#### ASSIGNMENT
Reproduce every record exactly as written.

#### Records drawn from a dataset

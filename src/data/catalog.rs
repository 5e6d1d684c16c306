//! Reference database accessor.
//!
//! A [`Catalog`] is built once from a database directory and is immutable
//! afterwards. Lookups that merely ask about an element return `Option` (or
//! the NaN sentinel of [`IsotopeInfo`]); it is the stack validator that turns
//! absence into an error.

use std::collections::{BTreeMap, BTreeSet};
use std::fmt;
use std::path::{Path, PathBuf};
use std::str::FromStr;

use serde::{Deserialize, Serialize};

use super::loader::{load_cross_section_table, TABLE_EXTENSIONS};
use super::model::{CrossSectionTable, Element, Isotope, IsotopeInfo};
use super::nuclides::{NuclideIndex, INDEX_FILE};
use crate::config::ReferenceConfig;
use crate::error::{Error, Result};

// ---------------------------------------------------------------------------
// Database identifiers
// ---------------------------------------------------------------------------

/// Evaluated nuclear-data release backing a catalog.
#[derive(Debug, Clone, Copy, PartialEq, Eq, Hash, Default, Serialize, Deserialize)]
pub enum Database {
    #[serde(rename = "ENDF_VII")]
    EndfVii,
    #[default]
    #[serde(rename = "ENDF_VIII")]
    EndfViii,
}

impl Database {
    /// Sub-directory of the reference root holding this release.
    pub fn dir_name(self) -> &'static str {
        match self {
            Database::EndfVii => "ENDF_VII",
            Database::EndfViii => "ENDF_VIII",
        }
    }
}

impl FromStr for Database {
    type Err = Error;

    fn from_str(s: &str) -> Result<Self> {
        match s.trim().to_ascii_uppercase().as_str() {
            "ENDF_VII" => Ok(Database::EndfVii),
            "ENDF_VIII" => Ok(Database::EndfViii),
            _ => Err(Error::InvalidDatabase(s.to_string())),
        }
    }
}

impl fmt::Display for Database {
    fn fmt(&self, f: &mut fmt::Formatter<'_>) -> fmt::Result {
        write!(f, "{}", self.dir_name())
    }
}

// ---------------------------------------------------------------------------
// Catalog
// ---------------------------------------------------------------------------

/// Immutable element/isotope catalog for one database release.
#[derive(Debug, Clone)]
pub struct Catalog {
    database: Database,
    directory: PathBuf,
    elements: BTreeMap<String, Element>,
}

impl Catalog {
    /// Scan `<root>/<database>/` for `<El>-<A>.<ext>` cross-section tables.
    ///
    /// An element is part of the catalog when it has at least one table file
    /// and a record in the nuclide index: the embedded table, overridden and
    /// extended by an `index.json` in the same directory when present.
    pub fn open(root: impl AsRef<Path>, database: Database) -> Result<Self> {
        let directory = root.as_ref().join(database.dir_name());
        if !directory.is_dir() {
            return Err(Error::not_found(directory));
        }

        // element -> mass number -> file name
        let mut files: BTreeMap<String, BTreeMap<u32, String>> = BTreeMap::new();
        for entry in std::fs::read_dir(&directory)? {
            let entry = entry?;
            let name = entry.file_name().to_string_lossy().into_owned();
            let Some((symbol, mass_number, rank)) = parse_table_name(&name) else {
                continue;
            };
            let slot = files.entry(symbol).or_default();
            let keep_existing = slot
                .get(&mass_number)
                .and_then(|existing| parse_table_name(existing))
                .is_some_and(|(_, _, existing_rank)| existing_rank <= rank);
            if !keep_existing {
                slot.insert(mass_number, name);
            }
        }

        let mut index = NuclideIndex::embedded();
        let index_path = directory.join(INDEX_FILE);
        if index_path.is_file() {
            let local = NuclideIndex::from_json_file(&index_path)?;
            log::info!("using {} nuclide records from {}", local.len(), index_path.display());
            index.extend(local);
        }

        let mut elements = BTreeMap::new();
        for (symbol, tables) in files {
            let Some(record) = index.get(&symbol) else {
                log::warn!("no nuclide index record for element {symbol}; skipping its tables");
                continue;
            };

            let isotopes: Vec<Isotope> = tables
                .into_iter()
                .filter_map(|(mass_number, file_name)| {
                    let Some(iso) = record.isotope(mass_number) else {
                        log::warn!("no nuclide index record for {file_name}; skipping");
                        return None;
                    };
                    Some(Isotope {
                        symbol: Isotope::symbol_for(&symbol, mass_number),
                        mass_number,
                        mass: iso.mass,
                        density: record.density * iso.mass / record.molar_mass,
                        abundance: iso.abundance,
                        file_name,
                    })
                })
                .collect();

            if isotopes.is_empty() {
                continue;
            }

            elements.insert(
                symbol.clone(),
                Element {
                    symbol,
                    molar_mass: record.molar_mass,
                    density: record.density,
                    isotopes,
                },
            );
        }

        log::info!(
            "opened {database} reference database at {} ({} elements)",
            directory.display(),
            elements.len()
        );

        Ok(Self {
            database,
            directory,
            elements,
        })
    }

    /// Open the catalog described by a [`ReferenceConfig`].
    pub fn from_config(config: &ReferenceConfig) -> Result<Self> {
        Self::open(&config.root, config.database)
    }

    pub fn database(&self) -> Database {
        self.database
    }

    /// Directory holding the cross-section tables.
    pub fn directory(&self) -> &Path {
        &self.directory
    }

    /// Whether `symbol` names an element of this catalog. Empty → `false`.
    pub fn is_element_in_database(&self, symbol: &str) -> bool {
        self.elements.contains_key(symbol)
    }

    /// All element symbols in the catalog.
    pub fn list_elements(&self) -> BTreeSet<String> {
        self.elements.keys().cloned().collect()
    }

    /// Reference data for an element, if present.
    pub fn element(&self, symbol: &str) -> Option<&Element> {
        self.elements.get(symbol)
    }

    /// Element information; absent symbols give the NaN/empty sentinel.
    pub fn get_isotope_info(&self, symbol: &str) -> IsotopeInfo {
        IsotopeInfo::from(self.element(symbol))
    }

    /// Molar mass of an element (`Ag`) or mass of an isotope (`107-Ag`).
    pub fn get_mass(&self, symbol: &str) -> Option<f64> {
        match symbol.split_once('-') {
            Some((_, element)) => self
                .element(element)
                .and_then(|e| e.isotope(symbol))
                .map(|iso| iso.mass),
            None => self.element(symbol).map(|e| e.molar_mass),
        }
    }

    /// Bulk density of an element or of a pure isotope (g/cm³).
    pub fn get_density(&self, symbol: &str) -> Option<f64> {
        match symbol.split_once('-') {
            Some((_, element)) => self
                .element(element)
                .and_then(|e| e.isotope(symbol))
                .map(|iso| iso.density),
            None => self.element(symbol).map(|e| e.density),
        }
    }

    /// Path of an isotope's cross-section table.
    pub fn table_path(&self, isotope: &Isotope) -> PathBuf {
        self.directory.join(&isotope.file_name)
    }

    /// Load an isotope's cross-section table.
    pub fn load_table(&self, isotope: &Isotope) -> Result<CrossSectionTable> {
        load_cross_section_table(&self.table_path(isotope))
    }
}

/// List the elements of a database given by name.
///
/// Unrecognized names fail with [`Error::InvalidDatabase`].
pub fn get_list_of_elements(root: impl AsRef<Path>, database: &str) -> Result<BTreeSet<String>> {
    let database: Database = database.parse()?;
    Ok(Catalog::open(root, database)?.list_elements())
}

/// Split `Ag-107.csv` into (`Ag`, 107, extension rank).
fn parse_table_name(name: &str) -> Option<(String, u32, usize)> {
    let (stem, ext) = name.rsplit_once('.')?;
    let rank = TABLE_EXTENSIONS
        .iter()
        .position(|e| e.eq_ignore_ascii_case(ext))?;
    let (symbol, mass_number) = stem.split_once('-')?;

    let mut chars = symbol.chars();
    let first = chars.next()?;
    if !first.is_ascii_uppercase() || !chars.all(|c| c.is_ascii_lowercase()) || symbol.len() > 3 {
        return None;
    }
    let mass_number = mass_number.parse::<u32>().ok()?;
    Some((symbol.to_string(), mass_number, rank))
}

#### RESULT BELOW
filename src/data/catalog.rs
repository 5e6d1d684c16c306
//! Reference database accessor.
//!
//! A [`Catalog`] is built once from a database directory and is immutable
//! afterwards. Lookups that merely ask about an element return `Option` (or
//! the NaN sentinel of [`IsotopeInfo`]); it is the stack validator that turns
//! absence into an error.

use std::collections::{BTreeMap, BTreeSet};
use std::fmt;
use std::path::{Path, PathBuf};
use std::str::FromStr;

use serde::{Deserialize, Serialize};

use super::loader::{load_cross_section_table, TABLE_EXTENSIONS};
use super::model::{CrossSectionTable, Element, Isotope, IsotopeInfo};
use super::nuclides::{NuclideIndex, INDEX_FILE};
use crate::config::ReferenceConfig;
use crate::error::{Error, Result};

// ---------------------------------------------------------------------------
// Database identifiers
// ---------------------------------------------------------------------------

/// Evaluated nuclear-data release backing a catalog.
#[derive(Debug, Clone, Copy, PartialEq, Eq, Hash, Default, Serialize, Deserialize)]
pub enum Database {
    #[serde(rename = "ENDF_VII")]
    EndfVii,
    #[default]
    #[serde(rename = "ENDF_VIII")]
    EndfViii,
}

impl Database {
    /// Sub-directory of the reference root holding this release.
    pub fn dir_name(self) -> &'static str {
        match self {
            Database::EndfVii => "ENDF_VII",
            Database::EndfViii => "ENDF_VIII",
        }
    }
}

impl FromStr for Database {
    type Err = Error;

    fn from_str(s: &str) -> Result<Self> {
        match s.trim().to_ascii_uppercase().as_str() {
            "ENDF_VII" => Ok(Database::EndfVii),
            "ENDF_VIII" => Ok(Database::EndfViii),
            _ => Err(Error::InvalidDatabase(s.to_string())),
        }
    }
}

impl fmt::Display for Database {
    fn fmt(&self, f: &mut fmt::Formatter<'_>) -> fmt::Result {
        write!(f, "{}", self.dir_name())
    }
}

// ---------------------------------------------------------------------------
// Catalog
// ---------------------------------------------------------------------------

/// Immutable element/isotope catalog for one database release.
#[derive(Debug, Clone)]
pub struct Catalog {
    database: Database,
    directory: PathBuf,
    elements: BTreeMap<String, Element>,
}

impl Catalog {
    /// Scan `<root>/<database>/` for `<El>-<A>.<ext>` cross-section tables.
    ///
    /// An element is part of the catalog when it has at least one table file
    /// and a record in the nuclide index: the embedded table, overridden and
    /// extended by an `index.json` in the same directory when present.
    pub fn open(root: impl AsRef<Path>, database: Database) -> Result<Self> {
        let directory = root.as_ref().join(database.dir_name());
        if !directory.is_dir() {
            return Err(Error::not_found(directory));
        }

        // element -> mass number -> file name
        let mut files: BTreeMap<String, BTreeMap<u32, String>> = BTreeMap::new();
        for entry in std::fs::read_dir(&directory)? {
            let entry = entry?;
            let name = entry.file_name().to_string_lossy().into_owned();
            let Some((symbol, mass_number, rank)) = parse_table_name(&name) else {
                continue;
            };
            let slot = files.entry(symbol).or_default();
            let keep_existing = slot
                .get(&mass_number)
                .and_then(|existing| parse_table_name(existing))
                .is_some_and(|(_, _, existing_rank)| existing_rank <= rank);
            if !keep_existing {
                slot.insert(mass_number, name);
            }
        }

        let mut index = NuclideIndex::embedded();
        let index_path = directory.join(INDEX_FILE);
        if index_path.is_file() {
            let local = NuclideIndex::from_json_file(&index_path)?;
            log::info!("using {} nuclide records from {}", local.len(), index_path.display());
            index.extend(local);
        }

        let mut elements = BTreeMap::new();
        for (symbol, tables) in files {
            let Some(record) = index.get(&symbol) else {
                log::warn!("no nuclide index record for element {symbol}; skipping its tables");
                continue;
            };

            let isotopes: Vec<Isotope> = tables
                .into_iter()
                .filter_map(|(mass_number, file_name)| {
                    let Some(iso) = record.isotope(mass_number) else {
                        log::warn!("no nuclide index record for {file_name}; skipping");
                        return None;
                    };
                    Some(Isotope {
                        symbol: Isotope::symbol_for(&symbol, mass_number),
                        mass_number,
                        mass: iso.mass,
                        density: record.density * iso.mass / record.molar_mass,
                        abundance: iso.abundance,
                        file_name,
                    })
                })
                .collect();

            if isotopes.is_empty() {
                continue;
            }

            elements.insert(
                symbol.clone(),
                Element {
                    symbol,
                    molar_mass: record.molar_mass,
                    density: record.density,
                    isotopes,
                },
            );
        }

        log::info!(
            "opened {database} reference database at {} ({} elements)",
            directory.display(),
            elements.len()
        );

        Ok(Self {
            database,
            directory,
            elements,
        })
    }

    /// Open the catalog described by a [`ReferenceConfig`].
    pub fn from_config(config: &ReferenceConfig) -> Result<Self> {
        Self::open(&config.root, config.database)
    }

    pub fn database(&self) -> Database {
        self.database
    }

    /// Directory holding the cross-section tables.
    pub fn directory(&self) -> &Path {
        &self.directory
    }

    /// Whether `symbol` names an element of this catalog. Empty → `false`.
    pub fn is_element_in_database(&self, symbol: &str) -> bool {
        self.elements.contains_key(symbol)
    }

    /// All element symbols in the catalog.
    pub fn list_elements(&self) -> BTreeSet<String> {
        self.elements.keys().cloned().collect()
    }

    /// Reference data for an element, if present.
    pub fn element(&self, symbol: &str) -> Option<&Element> {
        self.elements.get(symbol)
    }

    /// Element information; absent symbols give the NaN/empty sentinel.
    pub fn get_isotope_info(&self, symbol: &str) -> IsotopeInfo {
        IsotopeInfo::from(self.element(symbol))
    }

    /// Molar mass of an element (`Ag`) or mass of an isotope (`107-Ag`).
    pub fn get_mass(&self, symbol: &str) -> Option<f64> {
        match symbol.split_once('-') {
            Some((_, element)) => self
                .element(element)
                .and_then(|e| e.isotope(symbol))
                .map(|iso| iso.mass),
            None => self.element(symbol).map(|e| e.molar_mass),
        }
    }

    /// Bulk density of an element or of a pure isotope (g/cm³).
    pub fn get_density(&self, symbol: &str) -> Option<f64> {
        match symbol.split_once('-') {
            Some((_, element)) => self
                .element(element)
                .and_then(|e| e.isotope(symbol))
                .map(|iso| iso.density),
            None => self.element(symbol).map(|e| e.density),
        }
    }

    /// Path of an isotope's cross-section table.
    pub fn table_path(&self, isotope: &Isotope) -> PathBuf {
        self.directory.join(&isotope.file_name)
    }

    /// Load an isotope's cross-section table.
    pub fn load_table(&self, isotope: &Isotope) -> Result<CrossSectionTable> {
        load_cross_section_table(&self.table_path(isotope))
    }
}

/// List the elements of a database given by name.
///
/// Unrecognized names fail with [`Error::InvalidDatabase`].
pub fn get_list_of_elements(root: impl AsRef<Path>, database: &str) -> Result<BTreeSet<String>> {
    let database: Database = database.parse()?;
    Ok(Catalog::open(root, database)?.list_elements())
}

/// Split `Ag-107.csv` into (`Ag`, 107, extension rank).
fn parse_table_name(name: &str) -> Option<(String, u32, usize)> {
    let (stem, ext) = name.rsplit_once('.')?;
    let rank = TABLE_EXTENSIONS
        .iter()
        .position(|e| e.eq_ignore_ascii_case(ext))?;
    let (symbol, mass_number) = stem.split_once('-')?;

    let mut chars = symbol.chars();
    let first = chars.next()?;
    if !first.is_ascii_uppercase() || !chars.all(|c| c.is_ascii_lowercase()) || symbol.len() > 3 {
        return None;
    }
    let mass_number = mass_number.parse::<u32>().ok()?;
    Some((symbol.to_string(), mass_number, rank))
}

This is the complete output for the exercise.